EXERCISE GOAL
Write the records below out again. Match them exactly.
____________
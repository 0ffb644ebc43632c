//! In-memory [`DocumentIndex`] for tests.

use std::collections::BTreeMap;
use std::sync::RwLock;
use std::sync::atomic::{AtomicBool, AtomicUsize, Ordering};

use super::client::DocumentIndex;
use super::error::VectorDbError;
use super::filter::PayloadFilter;
use super::model::{DocumentPoint, ScoredDocument, cosine_similarity, parse_point_id};
use super::WriteConsistency;

#[derive(Default)]
pub struct MockDocumentIndex {
    collections: RwLock<BTreeMap<String, MockCollection>>,
    unavailable: AtomicBool,
    search_calls: AtomicUsize,
    lookup_calls: AtomicUsize,
}

#[derive(Default, Clone)]
struct MockCollection {
    vector_size: u64,
    // BTreeMap keeps scroll order deterministic.
    points: BTreeMap<String, DocumentPoint>,
}

impl MockDocumentIndex {
    pub fn new() -> Self {
        Self::default()
    }

    pub fn point_count(&self, collection: &str) -> Option<usize> {
        self.collections
            .read()
            .ok()?
            .get(collection)
            .map(|c| c.points.len())
    }

    /// Makes every subsequent call fail as if the server were unreachable.
    pub fn set_unavailable(&self, unavailable: bool) {
        self.unavailable.store(unavailable, Ordering::SeqCst);
    }

    /// Number of `search` calls served so far.
    pub fn search_calls(&self) -> usize {
        self.search_calls.load(Ordering::SeqCst)
    }

    /// Number of `retrieve_by_id` + `scroll_by_filter` calls served so far.
    pub fn lookup_calls(&self) -> usize {
        self.lookup_calls.load(Ordering::SeqCst)
    }

    fn check_available(&self, collection: &str) -> Result<(), VectorDbError> {
        if self.unavailable.load(Ordering::SeqCst) {
            return Err(VectorDbError::ConnectionFailed {
                url: format!("mock://{}", collection),
                message: "connection refused".to_string(),
            });
        }
        Ok(())
    }
}

impl DocumentIndex for MockDocumentIndex {
    async fn health_check(&self) -> Result<(), VectorDbError> {
        self.check_available("health")
    }

    async fn ensure_collection(&self, name: &str, vector_size: u64) -> Result<(), VectorDbError> {
        self.check_available(name)?;
        let mut collections =
            self.collections
                .write()
                .map_err(|_| VectorDbError::CreateCollectionFailed {
                    collection: name.to_string(),
                    message: "lock poisoned".to_string(),
                })?;

        collections
            .entry(name.to_string())
            .or_insert(MockCollection {
                vector_size,
                points: BTreeMap::new(),
            });

        Ok(())
    }

    async fn upsert_documents(
        &self,
        collection: &str,
        points: Vec<DocumentPoint>,
        _consistency: WriteConsistency,
    ) -> Result<(), VectorDbError> {
        self.check_available(collection)?;
        let mut collections =
            self.collections
                .write()
                .map_err(|_| VectorDbError::UpsertFailed {
                    collection: collection.to_string(),
                    message: "lock poisoned".to_string(),
                })?;

        let coll =
            collections
                .get_mut(collection)
                .ok_or_else(|| VectorDbError::CollectionNotFound {
                    collection: collection.to_string(),
                })?;

        for point in points {
            if parse_point_id(&point.id).is_none() {
                return Err(VectorDbError::InvalidPointId { id: point.id });
            }
            if point.vector.len() as u64 != coll.vector_size {
                return Err(VectorDbError::InvalidDimension {
                    expected: coll.vector_size as usize,
                    actual: point.vector.len(),
                });
            }
            coll.points.insert(point.id.clone(), point);
        }

        Ok(())
    }

    async fn search(
        &self,
        collection: &str,
        query: Vec<f32>,
        limit: u64,
        filter: Option<&PayloadFilter>,
    ) -> Result<Vec<ScoredDocument>, VectorDbError> {
        self.search_calls.fetch_add(1, Ordering::SeqCst);
        self.check_available(collection)?;

        let collections = self
            .collections
            .read()
            .map_err(|_| VectorDbError::SearchFailed {
                collection: collection.to_string(),
                message: "lock poisoned".to_string(),
            })?;

        let coll =
            collections
                .get(collection)
                .ok_or_else(|| VectorDbError::CollectionNotFound {
                    collection: collection.to_string(),
                })?;

        let mut results: Vec<ScoredDocument> = coll
            .points
            .values()
            .filter(|p| filter.is_none_or(|f| f.matches(&p.payload)))
            .map(|p| ScoredDocument {
                id: p.id.clone(),
                score: cosine_similarity(&query, &p.vector),
                payload: p.payload.clone(),
            })
            .collect();

        results.sort_by(|a, b| {
            b.score
                .partial_cmp(&a.score)
                .unwrap_or(std::cmp::Ordering::Equal)
        });

        results.truncate(limit as usize);
        Ok(results)
    }

    async fn retrieve_by_id(
        &self,
        collection: &str,
        id: &str,
    ) -> Result<Option<ScoredDocument>, VectorDbError> {
        self.lookup_calls.fetch_add(1, Ordering::SeqCst);
        self.check_available(collection)?;

        if parse_point_id(id).is_none() {
            return Ok(None);
        }

        let collections =
            self.collections
                .read()
                .map_err(|_| VectorDbError::RetrieveFailed {
                    collection: collection.to_string(),
                    message: "lock poisoned".to_string(),
                })?;

        let coll =
            collections
                .get(collection)
                .ok_or_else(|| VectorDbError::CollectionNotFound {
                    collection: collection.to_string(),
                })?;

        Ok(coll.points.get(id).map(|p| ScoredDocument {
            id: p.id.clone(),
            score: 0.0,
            payload: p.payload.clone(),
        }))
    }

    async fn scroll_by_filter(
        &self,
        collection: &str,
        filter: &PayloadFilter,
        limit: u32,
    ) -> Result<Vec<ScoredDocument>, VectorDbError> {
        self.lookup_calls.fetch_add(1, Ordering::SeqCst);
        self.check_available(collection)?;

        let collections = self
            .collections
            .read()
            .map_err(|_| VectorDbError::ScrollFailed {
                collection: collection.to_string(),
                message: "lock poisoned".to_string(),
            })?;

        let coll =
            collections
                .get(collection)
                .ok_or_else(|| VectorDbError::CollectionNotFound {
                    collection: collection.to_string(),
                })?;

        Ok(coll
            .points
            .values()
            .filter(|p| filter.matches(&p.payload))
            .take(limit as usize)
            .map(|p| ScoredDocument {
                id: p.id.clone(),
                score: 0.0,
                payload: p.payload.clone(),
            })
            .collect())
    }
}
____________
RESPONSE AREA
repository 0ffb644ebc43632c
//! In-memory [`DocumentIndex`] for tests.

use std::collections::BTreeMap;
use std::sync::RwLock;
use std::sync::atomic::{AtomicBool, AtomicUsize, Ordering};

use super::client::DocumentIndex;
use super::error::VectorDbError;
use super::filter::PayloadFilter;
use super::model::{DocumentPoint, ScoredDocument, cosine_similarity, parse_point_id};
use super::WriteConsistency;

#[derive(Default)]
pub struct MockDocumentIndex {
    collections: RwLock<BTreeMap<String, MockCollection>>,
    unavailable: AtomicBool,
    search_calls: AtomicUsize,
    lookup_calls: AtomicUsize,
}

#[derive(Default, Clone)]
struct MockCollection {
    vector_size: u64,
    // BTreeMap keeps scroll order deterministic.
    points: BTreeMap<String, DocumentPoint>,
}

impl MockDocumentIndex {
    pub fn new() -> Self {
        Self::default()
    }

    pub fn point_count(&self, collection: &str) -> Option<usize> {
        self.collections
            .read()
            .ok()?
            .get(collection)
            .map(|c| c.points.len())
    }

    /// Makes every subsequent call fail as if the server were unreachable.
    pub fn set_unavailable(&self, unavailable: bool) {
        self.unavailable.store(unavailable, Ordering::SeqCst);
    }

    /// Number of `search` calls served so far.
    pub fn search_calls(&self) -> usize {
        self.search_calls.load(Ordering::SeqCst)
    }

    /// Number of `retrieve_by_id` + `scroll_by_filter` calls served so far.
    pub fn lookup_calls(&self) -> usize {
        self.lookup_calls.load(Ordering::SeqCst)
    }

    fn check_available(&self, collection: &str) -> Result<(), VectorDbError> {
        if self.unavailable.load(Ordering::SeqCst) {
            return Err(VectorDbError::ConnectionFailed {
                url: format!("mock://{}", collection),
                message: "connection refused".to_string(),
            });
        }
        Ok(())
    }
}

impl DocumentIndex for MockDocumentIndex {
    async fn health_check(&self) -> Result<(), VectorDbError> {
        self.check_available("health")
    }

    async fn ensure_collection(&self, name: &str, vector_size: u64) -> Result<(), VectorDbError> {
        self.check_available(name)?;
        let mut collections =
            self.collections
                .write()
                .map_err(|_| VectorDbError::CreateCollectionFailed {
                    collection: name.to_string(),
                    message: "lock poisoned".to_string(),
                })?;

        collections
            .entry(name.to_string())
            .or_insert(MockCollection {
                vector_size,
                points: BTreeMap::new(),
            });

        Ok(())
    }

    async fn upsert_documents(
        &self,
        collection: &str,
        points: Vec<DocumentPoint>,
        _consistency: WriteConsistency,
    ) -> Result<(), VectorDbError> {
        self.check_available(collection)?;
        let mut collections =
            self.collections
                .write()
                .map_err(|_| VectorDbError::UpsertFailed {
                    collection: collection.to_string(),
                    message: "lock poisoned".to_string(),
                })?;

        let coll =
            collections
                .get_mut(collection)
                .ok_or_else(|| VectorDbError::CollectionNotFound {
                    collection: collection.to_string(),
                })?;

        for point in points {
            if parse_point_id(&point.id).is_none() {
                return Err(VectorDbError::InvalidPointId { id: point.id });
            }
            if point.vector.len() as u64 != coll.vector_size {
                return Err(VectorDbError::InvalidDimension {
                    expected: coll.vector_size as usize,
                    actual: point.vector.len(),
                });
            }
            coll.points.insert(point.id.clone(), point);
        }

        Ok(())
    }

    async fn search(
        &self,
        collection: &str,
        query: Vec<f32>,
        limit: u64,
        filter: Option<&PayloadFilter>,
    ) -> Result<Vec<ScoredDocument>, VectorDbError> {
        self.search_calls.fetch_add(1, Ordering::SeqCst);
        self.check_available(collection)?;

        let collections = self
            .collections
            .read()
            .map_err(|_| VectorDbError::SearchFailed {
                collection: collection.to_string(),
                message: "lock poisoned".to_string(),
            })?;

        let coll =
            collections
                .get(collection)
                .ok_or_else(|| VectorDbError::CollectionNotFound {
                    collection: collection.to_string(),
                })?;

        let mut results: Vec<ScoredDocument> = coll
            .points
            .values()
            .filter(|p| filter.is_none_or(|f| f.matches(&p.payload)))
            .map(|p| ScoredDocument {
                id: p.id.clone(),
                score: cosine_similarity(&query, &p.vector),
                payload: p.payload.clone(),
            })
            .collect();

        results.sort_by(|a, b| {
            b.score
                .partial_cmp(&a.score)
                .unwrap_or(std::cmp::Ordering::Equal)
        });

        results.truncate(limit as usize);
        Ok(results)
    }

    async fn retrieve_by_id(
        &self,
        collection: &str,
        id: &str,
    ) -> Result<Option<ScoredDocument>, VectorDbError> {
        self.lookup_calls.fetch_add(1, Ordering::SeqCst);
        self.check_available(collection)?;

        if parse_point_id(id).is_none() {
            return Ok(None);
        }

        let collections =
            self.collections
                .read()
                .map_err(|_| VectorDbError::RetrieveFailed {
                    collection: collection.to_string(),
                    message: "lock poisoned".to_string(),
                })?;

        let coll =
            collections
                .get(collection)
                .ok_or_else(|| VectorDbError::CollectionNotFound {
                    collection: collection.to_string(),
                })?;

        Ok(coll.points.get(id).map(|p| ScoredDocument {
            id: p.id.clone(),
            score: 0.0,
            payload: p.payload.clone(),
        }))
    }

    async fn scroll_by_filter(
        &self,
        collection: &str,
        filter: &PayloadFilter,
        limit: u32,
    ) -> Result<Vec<ScoredDocument>, VectorDbError> {
        self.lookup_calls.fetch_add(1, Ordering::SeqCst);
        self.check_available(collection)?;

        let collections = self
            .collections
            .read()
            .map_err(|_| VectorDbError::ScrollFailed {
                collection: collection.to_string(),
                message: "lock poisoned".to_string(),
            })?;

        let coll =
            collections
                .get(collection)
                .ok_or_else(|| VectorDbError::CollectionNotFound {
                    collection: collection.to_string(),
                })?;

        Ok(coll
            .points
            .values()
            .filter(|p| filter.matches(&p.payload))
            .take(limit as usize)
            .map(|p| ScoredDocument {
                id: p.id.clone(),
                score: 0.0,
                payload: p.payload.clone(),
            })
            .collect())
    }
}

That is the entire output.